(How to complete this task)
Repeat each entry below without omitting a single word.

(Records for the exercise)
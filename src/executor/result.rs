use serde::{Deserialize, Serialize};

use crate::types::value::Value;

/// Column names plus rows, as returned by SELECT.
#[derive(Debug, Clone, Default, PartialEq, Serialize, Deserialize)]
pub struct ResultSet {
    pub columns: Vec<String>,
    pub rows: Vec<Vec<Value>>,
}

impl ResultSet {
    pub fn new(columns: Vec<String>, rows: Vec<Vec<Value>>) -> Self {
        Self { columns, rows }
    }

    pub fn len(&self) -> usize {
        self.rows.len()
    }

    pub fn is_empty(&self) -> bool {
        self.rows.is_empty()
    }

    pub fn column_index(&self, name: &str) -> Option<usize> {
        self.columns.iter().position(|c| c.eq_ignore_ascii_case(name))
    }
}

/// Outcome of one executed statement.
#[derive(Debug, Clone, PartialEq, Serialize, Deserialize)]
pub enum StatementResult {
    Rows(ResultSet),
    /// Rows inserted, updated or deleted; zero for schema changes
    Affected(u64),
}

impl StatementResult {
    pub fn rows(&self) -> Option<&ResultSet> {
        match self {
            StatementResult::Rows(rows) => Some(rows),
            StatementResult::Affected(_) => None,
        }
    }

    pub fn into_rows(self) -> Option<ResultSet> {
        match self {
            StatementResult::Rows(rows) => Some(rows),
            StatementResult::Affected(_) => None,
        }
    }

    pub fn affected(&self) -> Option<u64> {
        match self {
            StatementResult::Affected(n) => Some(*n),
            StatementResult::Rows(_) => None,
        }
    }
}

(Response to the exercise)
filename src/executor/result.rs
use serde::{Deserialize, Serialize};

use crate::types::value::Value;

/// Column names plus rows, as returned by SELECT.
#[derive(Debug, Clone, Default, PartialEq, Serialize, Deserialize)]
pub struct ResultSet {
    pub columns: Vec<String>,
    pub rows: Vec<Vec<Value>>,
}

impl ResultSet {
    pub fn new(columns: Vec<String>, rows: Vec<Vec<Value>>) -> Self {
        Self { columns, rows }
    }

    pub fn len(&self) -> usize {
        self.rows.len()
    }

    pub fn is_empty(&self) -> bool {
        self.rows.is_empty()
    }

    pub fn column_index(&self, name: &str) -> Option<usize> {
        self.columns.iter().position(|c| c.eq_ignore_ascii_case(name))
    }
}

/// Outcome of one executed statement.
#[derive(Debug, Clone, PartialEq, Serialize, Deserialize)]
pub enum StatementResult {
    Rows(ResultSet),
    /// Rows inserted, updated or deleted; zero for schema changes
    Affected(u64),
}

impl StatementResult {
    pub fn rows(&self) -> Option<&ResultSet> {
        match self {
            StatementResult::Rows(rows) => Some(rows),
            StatementResult::Affected(_) => None,
        }
    }

    pub fn into_rows(self) -> Option<ResultSet> {
        match self {
            StatementResult::Rows(rows) => Some(rows),
            StatementResult::Affected(_) => None,
        }
    }

    pub fn affected(&self) -> Option<u64> {
        match self {
            StatementResult::Affected(n) => Some(*n),
            StatementResult::Rows(_) => None,
        }
    }
}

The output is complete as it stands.